Un souci qu’il n’a plus depuis quelques mois. « Maintenant, il y a régulièrement l’obscurité dans ce quartier et je n’ai plus honte, je fais tout ce que je veux », s’est-il réjouit.
« [Une fois], ils ont coupé l’électricité toute la nuit », a raconté Pierre Ola, un étudiant de 22 ans. « J’ai passé tout mon temps dans un lieu calme et un peu isolé avec ma petite amie qui a avancé à ses parents de faux arguments pour sortir de la maison ».
Comme Alain, Jean-Marc, Pierre et bien d’autres, de nombreux jeunes, limités par leur absence d’autonomie financière, la surveillance parentale ou la pression sociale, ont trouvé dans cette obscurité forcée un refuge.
« Le délestage ne fait pas que du mal, même si quelque part cela gêne l’économie et provoque des désagréments », a estimé Guy Gbété, un jeune mécanicien. « Au moins ça permet à la jeunesse de s’exprimer sexuellement. Car il y a trop de blocages actuellement pour nous, les jeunes ».
Inquiétudes
Ces délestages inquiètent en revanche des acteurs de la lutte contre le sida, qui y voient un facteur de risque de propagation des infections sexuellement transmissibles (IST), notamment du VIH, les conditions n’étant pas réunies pour favoriser des relations sexuelles protégées.
« Une enquête nous a permis de savoir que, dans certaines zones de Cotonou, beaucoup de choses se passent les nuits depuis que nous connaissons ces délestages, au mépris des règles de prévention [du VIH/SIDA] », a dit à IRIN/PlusNews Achille Métahou, d’OSV Jordan, une organisation non gouvernementale béninoise spécialisée dans la santé.
« Il n’y a aucun doute que ceux qui profitent du délestage et de l’obscurité que cela induit pour faire l’amour ne respectent pas toujours les règles élémentaires en termes de protection », a-t-il affirmé.
Maxime Akpé, un électricien moto, a confirmé que la précipitation dans laquelle avaient souvent lieu ces relations le conduisait parfois à l’imprudence. « Il m’arrive de porter des préservatifs, mais le jour où je suis très excité, j’oublie, surtout si la jeune fille est pressée de partir, je passe directement à l’acte », a-t-il avoué.
Les inquiétudes des acteurs de la lutte contre le sida face à ce phénomène sont confortées par le fait que si le taux de prévalence du VIH au Bénin a baissé de manière significative ces dernières années, passant sous la barre des deux pour cent, selon les autorités, le taux d’utilisation du préservatif a connu la même tendance : 8,2 millions de préservatifs ont été vendus en 2007, contre 10 millions trois ans plus tôt, selon l’organisation internationale de marketing social PSI-Bénin.
Les autorités béninoises se sont dites conscientes des effets néfastes des délestages, pas uniquement en ce qui concerne la lutte contre le sida et les IST. « Les conséquences s’observent dans tous les domaines actuellement.

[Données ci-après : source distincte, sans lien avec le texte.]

//! Shared scenario for the demo binaries: a grid map with scattered
//! obstacles, rendered as ASCII.

use rand::SeedableRng;
use rand::rngs::StdRng;
use thiserror::Error;
use waygraph_core::{Graph, Vec2, VertexId};
use waygraph_gen::{GenError, Neighborhood, grid_graph, scatter_obstacles};
use waygraph_paths::{Builtin, Path};

pub const DEFAULT_WIDTH: usize = 40;
pub const DEFAULT_HEIGHT: usize = 16;
pub const DEFAULT_DENSITY: f64 = 0.3;

const WALL: char = '#';
const FLOOR: char = '.';
const ROUTE: char = '*';
const START: char = 'S';
const GOAL: char = 'G';

/// Lattice connectivity of every scenario.
pub const NEIGHBORHOOD: Neighborhood = Neighborhood::All;

#[derive(Debug, Error)]
pub enum ScenarioError {
    #[error("a {width}x{height} grid has no room for a start and a goal")]
    TooSmall { width: usize, height: usize },

    #[error("a {width}x{height} grid has more cells than vertex ids")]
    TooLarge { width: usize, height: usize },

    #[error(transparent)]
    Gen(#[from] GenError),
}

/// A `width x height` grid whose top-left and bottom-right cells are the
/// start and goal.
pub struct Scenario {
    pub width: usize,
    pub height: usize,
    pub graph: Graph<Vec2>,
    pub start: VertexId,
    pub goal: VertexId,
}

impl Scenario {
    /// Build the grid and knock out a `density` share of its cells,
    /// never the start or the goal.
    pub fn new(
        width: usize,
        height: usize,
        density: f64,
        seed: u64,
    ) -> Result<Self, ScenarioError> {
        let cells = width
            .checked_mul(height)
            .ok_or(ScenarioError::TooLarge { width, height })?;
        if cells < 2 {
            return Err(ScenarioError::TooSmall { width, height });
        }
        let goal = VertexId::try_from(cells)
            .map_err(|_| ScenarioError::TooLarge { width, height })?;
        let start = 1;
        let mut graph = grid_graph(width, height, NEIGHBORHOOD)?;
        let mut rng = StdRng::seed_from_u64(seed);
        let removed = scatter_obstacles(&mut graph, &mut rng, density, &[start, goal]);
        log::info!("scenario seed {seed}: {} walls", removed.len());
        Ok(Self {
            width,
            height,
            graph,
            start,
            goal,
        })
    }

    /// Id of the cell at column `x`, row `y`, if it lies on the grid.
    pub fn cell(&self, x: usize, y: usize) -> Option<VertexId> {
        if x >= self.width || y >= self.height {
            return None;
        }
        VertexId::try_from(y * self.width + x + 1).ok()
    }

    /// Whether `heuristic` can overestimate on this grid's diagonal edges,
    /// making the reported cost possibly suboptimal.
    pub fn may_overestimate(&self, heuristic: Builtin) -> bool {
        heuristic == Builtin::Manhattan && NEIGHBORHOOD != Neighborhood::Adjacent
    }

    /// Draw the map, one line per row, with `path` overlaid.
    pub fn render(&self, path: Option<&Path>) -> String {
        let on_path: Vec<VertexId> = path.map(|p| p.vertices.clone()).unwrap_or_default();
        let mut out = String::with_capacity((self.width + 1) * self.height);
        for y in 0..self.height {
            for x in 0..self.width {
                let Some(id) = self.cell(x, y) else {
                    continue;
                };
                let ch = if id == self.start {
                    START
                } else if id == self.goal {
                    GOAL
                } else if !self.graph.contains_vertex(id) {
                    WALL
                } else if on_path.contains(&id) {
                    ROUTE
                } else {
                    FLOOR
                };
                out.push(ch);
            }
            out.push('\n');
        }
        out
    }
}
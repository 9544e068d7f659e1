//! Geometry primitives for vertex payloads: [`Vec2`] and the [`Coords`] trait.
//!
//! Graphs are generic over their payload, but the built-in heuristics and
//! grid generators work on planar positions. Anything implementing
//! [`Coords`] can be laid out on a plane.

use std::fmt;
use std::ops::{Add, Div, Mul, Neg, Sub};

// ---------------------------------------------------------------------------
// Vec2
// ---------------------------------------------------------------------------

/// A 2D position in world units. X grows right, Y grows down.
#[derive(Copy, Clone, Debug, Default, PartialEq)]
#[cfg_attr(feature = "serde", derive(serde::Serialize, serde::Deserialize))]
pub struct Vec2 {
    pub x: f64,
    pub y: f64,
}

impl Vec2 {
    /// Origin (0, 0).
    pub const ZERO: Self = Self { x: 0.0, y: 0.0 };

    /// Create a new vector.
    #[inline]
    pub const fn new(x: f64, y: f64) -> Self {
        Self { x, y }
    }

    /// Euclidean length.
    #[inline]
    pub fn length(self) -> f64 {
        self.x.hypot(self.y)
    }

    /// Straight-line distance to `other`.
    #[inline]
    pub fn distance(self, other: Vec2) -> f64 {
        (other - self).length()
    }

    /// Squared distance to `other`. Cheaper than [`distance`](Self::distance)
    /// when only comparing.
    #[inline]
    pub fn distance_squared(self, other: Vec2) -> f64 {
        let d = other - self;
        d.x * d.x + d.y * d.y
    }

    /// Sum of absolute coordinate differences to `other`.
    #[inline]
    pub fn manhattan(self, other: Vec2) -> f64 {
        (other.x - self.x).abs() + (other.y - self.y).abs()
    }
}

impl fmt::Display for Vec2 {
    fn fmt(&self, f: &mut fmt::Formatter<'_>) -> fmt::Result {
        write!(f, "({}, {})", self.x, self.y)
    }
}

impl Add for Vec2 {
    type Output = Self;
    #[inline]
    fn add(self, rhs: Self) -> Self {
        Self::new(self.x + rhs.x, self.y + rhs.y)
    }
}

impl Sub for Vec2 {
    type Output = Self;
    #[inline]
    fn sub(self, rhs: Self) -> Self {
        Self::new(self.x - rhs.x, self.y - rhs.y)
    }
}

impl Mul<f64> for Vec2 {
    type Output = Self;
    #[inline]
    fn mul(self, rhs: f64) -> Self {
        Self::new(self.x * rhs, self.y * rhs)
    }
}

impl Div<f64> for Vec2 {
    type Output = Self;
    #[inline]
    fn div(self, rhs: f64) -> Self {
        Self::new(self.x / rhs, self.y / rhs)
    }
}

impl Neg for Vec2 {
    type Output = Self;
    #[inline]
    fn neg(self) -> Self {
        Self::new(-self.x, -self.y)
    }
}

impl From<(f64, f64)> for Vec2 {
    #[inline]
    fn from((x, y): (f64, f64)) -> Self {
        Self::new(x, y)
    }
}

// ---------------------------------------------------------------------------
// Coords
// ---------------------------------------------------------------------------

/// A payload that has a position on the plane.
pub trait Coords {
    /// The payload's position.
    fn coords(&self) -> Vec2;
}

impl Coords for Vec2 {
    #[inline]
    fn coords(&self) -> Vec2 {
        *self
    }
}

impl Coords for (f64, f64) {
    #[inline]
    fn coords(&self) -> Vec2 {
        Vec2::new(self.0, self.1)
    }
}

impl Coords for [f64; 2] {
    #[inline]
    fn coords(&self) -> Vec2 {
        Vec2::new(self[0], self[1])
    }
}

impl Coords for (i32, i32) {
    #[inline]
    fn coords(&self) -> Vec2 {
        Vec2::new(f64::from(self.0), f64::from(self.1))
    }
}

#[cfg(test)]
mod tests {
    use super::*;

    #[test]
    fn vec2_arithmetic() {
        let a = Vec2::new(1.0, 2.0);
        let b = Vec2::new(3.0, 4.0);
        assert_eq!(a + b, Vec2::new(4.0, 6.0));
        assert_eq!(b - a, Vec2::new(2.0, 2.0));
        assert_eq!(a * 3.0, Vec2::new(3.0, 6.0));
        assert_eq!(b / 2.0, Vec2::new(1.5, 2.0));
        assert_eq!(-a, Vec2::new(-1.0, -2.0));
    }

    #[test]
    fn distances() {
        let a = Vec2::new(0.0, 0.0);
        let b = Vec2::new(3.0, 4.0);
        assert_eq!(b.length(), 5.0);
        assert_eq!(a.distance(b), 5.0);
        assert_eq!(b.distance(a), 5.0);
        assert_eq!(a.distance_squared(b), 25.0);
        assert_eq!(a.manhattan(b), 7.0);
        assert_eq!(Vec2::new(-1.0, 2.0).manhattan(Vec2::new(2.0, -2.0)), 7.0);
    }

    #[test]
    fn coords_impls_agree() {
        let v = Vec2::new(2.0, 5.0);
        assert_eq!((2.0, 5.0).coords(), v);
        assert_eq!([2.0, 5.0].coords(), v);
        assert_eq!((2, 5).coords(), v);
        assert_eq!(Vec2::from((2.0, 5.0)), v);
    }

    #[test]
    fn display() {
        assert_eq!(Vec2::new(1.5, -2.0).to_string(), "(1.5, -2)");
    }
}

#[cfg(all(test, feature = "serde"))]
mod serde_tests {
    use super::*;

    #[test]
    fn vec2_round_trip() {
        let v = Vec2::new(3.25, -7.5);
        let json = serde_json::to_string(&v).unwrap();
        let back: Vec2 = serde_json::from_str(&json).unwrap();
        assert_eq!(v, back);
    }
}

Voilà pourquoi nous faisons tout pour expérimenter toutes les solutions afin d’éviter des dérives sociales », a indiqué Nazaire Dossou, directeur général de la Société Béninoise d’énergie électrique.

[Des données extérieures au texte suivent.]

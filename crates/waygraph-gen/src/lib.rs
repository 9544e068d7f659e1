//! Graph generators for **waygraph**.
//!
//! - [`GridBuilder`] / [`grid_graph`]: rectangular lattices with [`Vec2`]
//!   positions and distance-weighted edges
//! - [`scatter_obstacles`]: random vertex removal for test maps
//!
//! [`Vec2`]: waygraph_core::Vec2

mod error;
mod grid;
mod neighbors;
mod obstacles;

pub use error::GenError;
pub use grid::{GridBuilder, grid_graph};
pub use neighbors::Neighborhood;
pub use obstacles::scatter_obstacles;
//! Lattice graph generation.

use waygraph_core::{Graph, Vec2, VertexId};

use crate::error::GenError;
use crate::neighbors::Neighborhood;

/// How far apart lattice points are.
#[derive(Debug, Clone, Copy, PartialEq)]
enum Extent {
    /// Distance between neighbouring points on each axis.
    Spacing(Vec2),
    /// Total size spanned by the lattice; spacing is derived from it.
    Dimensions(Vec2),
}

/// Builder for `columns x rows` lattice graphs with [`Vec2`] payloads.
///
/// Vertex ids are assigned row-major from `first_id`. Each vertex is
/// connected to its [`Neighborhood`] with edges costing the distance
/// between the two points, in both directions.
///
/// ```
/// use waygraph_core::Vec2;
/// use waygraph_gen::{GridBuilder, Neighborhood};
///
/// let graph = GridBuilder::new(4, 3)
///     .dimensions(Vec2::new(300.0, 200.0))
///     .padding(Vec2::new(10.0, 10.0))
///     .neighborhood(Neighborhood::All)
///     .build()
///     .unwrap();
/// assert_eq!(graph.vertex_count(), 12);
/// assert_eq!(graph.vertex(0).unwrap().value(), &Vec2::new(10.0, 10.0));
/// ```
pub struct GridBuilder<'a> {
    columns: usize,
    rows: usize,
    extent: Extent,
    offset: Vec2,
    padding: Vec2,
    neighborhood: Neighborhood,
    first_id: VertexId,
    keep: Option<Box<dyn Fn(Vec2) -> bool + 'a>>,
}

impl<'a> GridBuilder<'a> {
    /// A `columns x rows` lattice with unit spacing, ids from 0 and
    /// axis-aligned neighbours.
    pub fn new(columns: usize, rows: usize) -> Self {
        Self {
            columns,
            rows,
            extent: Extent::Spacing(Vec2::new(1.0, 1.0)),
            offset: Vec2::ZERO,
            padding: Vec2::ZERO,
            neighborhood: Neighborhood::Adjacent,
            first_id: 0,
            keep: None,
        }
    }

    /// Distance between neighbouring points on each axis.
    pub fn spacing(mut self, spacing: Vec2) -> Self {
        self.extent = Extent::Spacing(spacing);
        self
    }

    /// Spread the lattice evenly over `size`, first point to last point.
    pub fn dimensions(mut self, size: Vec2) -> Self {
        self.extent = Extent::Dimensions(size);
        self
    }

    /// Position of the first lattice point.
    pub fn offset(mut self, offset: Vec2) -> Self {
        self.offset = offset;
        self
    }

    /// Inset the lattice by `padding` on every side. With
    /// [`dimensions`](Self::dimensions) the spanned size shrinks by twice
    /// the padding.
    pub fn padding(mut self, padding: Vec2) -> Self {
        self.padding = padding;
        self
    }

    pub fn neighborhood(mut self, neighborhood: Neighborhood) -> Self {
        self.neighborhood = neighborhood;
        self
    }

    /// Id of the top-left vertex.
    pub fn first_id(mut self, first_id: VertexId) -> Self {
        self.first_id = first_id;
        self
    }

    /// Only keep lattice points for which `keep` returns `true`. Rejected
    /// points are removed after wiring, along with every edge touching them.
    pub fn keep(mut self, keep: impl Fn(Vec2) -> bool + 'a) -> Self {
        self.keep = Some(Box::new(keep));
        self
    }

    /// Distance between neighbouring lattice points.
    pub fn resolved_spacing(&self) -> Vec2 {
        match self.extent {
            Extent::Spacing(s) => s,
            Extent::Dimensions(size) => {
                let inner = size - self.padding * 2.0;
                Vec2::new(span(inner.x, self.columns), span(inner.y, self.rows))
            }
        }
    }

    /// Generate the graph.
    pub fn build(&self) -> Result<Graph<Vec2>, GenError> {
        let (columns, rows) = (self.columns, self.rows);
        let too_many = GenError::TooManyVertices {
            columns,
            rows,
            first_id: self.first_id,
        };
        let count = columns.checked_mul(rows).ok_or_else(|| too_many.clone())?;
        if count > 0 {
            let last = VertexId::try_from(count - 1).map_err(|_| too_many.clone())?;
            self.first_id.checked_add(last).ok_or(too_many)?;
        }

        let spacing = self.resolved_spacing();
        let origin = self.offset + self.padding;
        let mut graph = Graph::new();
        let mut rejected = Vec::new();
        let mut buf = Vec::with_capacity(8);

        for y in 0..rows {
            for x in 0..columns {
                let id = self.id_of(y * columns + x);
                let pos = origin + Vec2::new(spacing.x * x as f64, spacing.y * y as f64);
                graph.get_vertex(id).set_value(pos);

                buf.clear();
                self.neighborhood.neighbors(x, y, columns, rows, spacing, &mut buf);
                for &(n, cost) in &buf {
                    graph.add_edge(id, self.id_of(n), cost)?;
                }

                if self.keep.as_ref().is_some_and(|keep| !keep(pos)) {
                    rejected.push(id);
                }
            }
        }

        for &id in &rejected {
            graph.remove_vertex(id);
        }

        log::debug!(
            "generated {columns}x{rows} grid: {} vertices, {} edges, {} rejected",
            graph.vertex_count(),
            graph.edge_count(),
            rejected.len()
        );
        Ok(graph)
    }

    // Range checked in `build`.
    fn id_of(&self, index: usize) -> VertexId {
        self.first_id + index as VertexId
    }
}

fn span(length: f64, points: usize) -> f64 {
    if points > 1 {
        length / (points - 1) as f64
    } else {
        0.0
    }
}

/// A `width x height` lattice with unit spacing, ids starting at 1 and
/// payload `Vec2(x, y)` for the cell at column `x`, row `y`.
pub fn grid_graph(
    width: usize,
    height: usize,
    neighborhood: Neighborhood,
) -> Result<Graph<Vec2>, GenError> {
    GridBuilder::new(width, height)
        .neighborhood(neighborhood)
        .first_id(1)
        .build()
}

En attendant, certains jeunes se sont dits prêts à prendre leurs responsabilités, et à ne pas se laisser attirer par la facilité des rencontres à la faveur de l’obscurité.

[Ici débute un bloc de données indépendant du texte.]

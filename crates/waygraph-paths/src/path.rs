use waygraph_core::{Graph, VertexId};

/// A path found by a search: vertex ids from start to goal, both included.
#[derive(Debug, Clone, PartialEq)]
#[cfg_attr(feature = "serde", derive(serde::Serialize, serde::Deserialize))]
pub struct Path {
    pub vertices: Vec<VertexId>,
    /// Sum of the weights of the edges taken.
    pub cost: f64,
}

impl Path {
    /// First vertex of the path.
    pub fn start(&self) -> Option<VertexId> {
        self.vertices.first().copied()
    }

    /// Last vertex of the path.
    pub fn goal(&self) -> Option<VertexId> {
        self.vertices.last().copied()
    }

    /// Number of vertices on the path.
    pub fn len(&self) -> usize {
        self.vertices.len()
    }

    pub fn is_empty(&self) -> bool {
        self.vertices.is_empty()
    }

    pub fn iter(&self) -> impl Iterator<Item = VertexId> + '_ {
        self.vertices.iter().copied()
    }

    /// Consecutive `(from, to)` pairs along the path.
    pub fn edges(&self) -> impl Iterator<Item = (VertexId, VertexId)> + '_ {
        self.vertices.windows(2).map(|w| (w[0], w[1]))
    }

    /// Payloads of the path's vertices, in order. Vertices removed from the
    /// graph since the search ran are skipped.
    pub fn waypoints<'a, T>(&'a self, graph: &'a Graph<T>) -> impl Iterator<Item = &'a T> + 'a {
        self.vertices
            .iter()
            .filter_map(move |&id| graph.vertex(id).map(|v| v.value()))
    }
}

/// A vertex with its cost from the nearest source, returned from Dijkstra
/// map queries.
#[derive(Debug, Clone, Copy, PartialEq)]
#[cfg_attr(feature = "serde", derive(serde::Serialize, serde::Deserialize))]
pub struct PathNode {
    pub vertex: VertexId,
    pub cost: f64,
}


#[cfg(all(test, feature = "serde"))]
mod serde_tests {
    use super::*;

    #[test]
    fn path_round_trip() {
        let p = Path {
            vertices: vec![4, 9, 2],
            cost: 12.5,
        };
        let json = serde_json::to_string(&p).unwrap();
        let back: Path = serde_json::from_str(&json).unwrap();
        assert_eq!(p, back);
    }
}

« Je crois que en tant que jeunes, nous devons prendre conscience d’une telle situation de délestage et voir quelles peuvent être nos propositions, plutôt que d’y voir un moment de dépravation », a affirmé Philippe Sounou, jeune comptable dans une entreprise privée de Cotonou. « De toute façon, ça peut être suicidaire, avec les nombreuses maladies qui circulent ».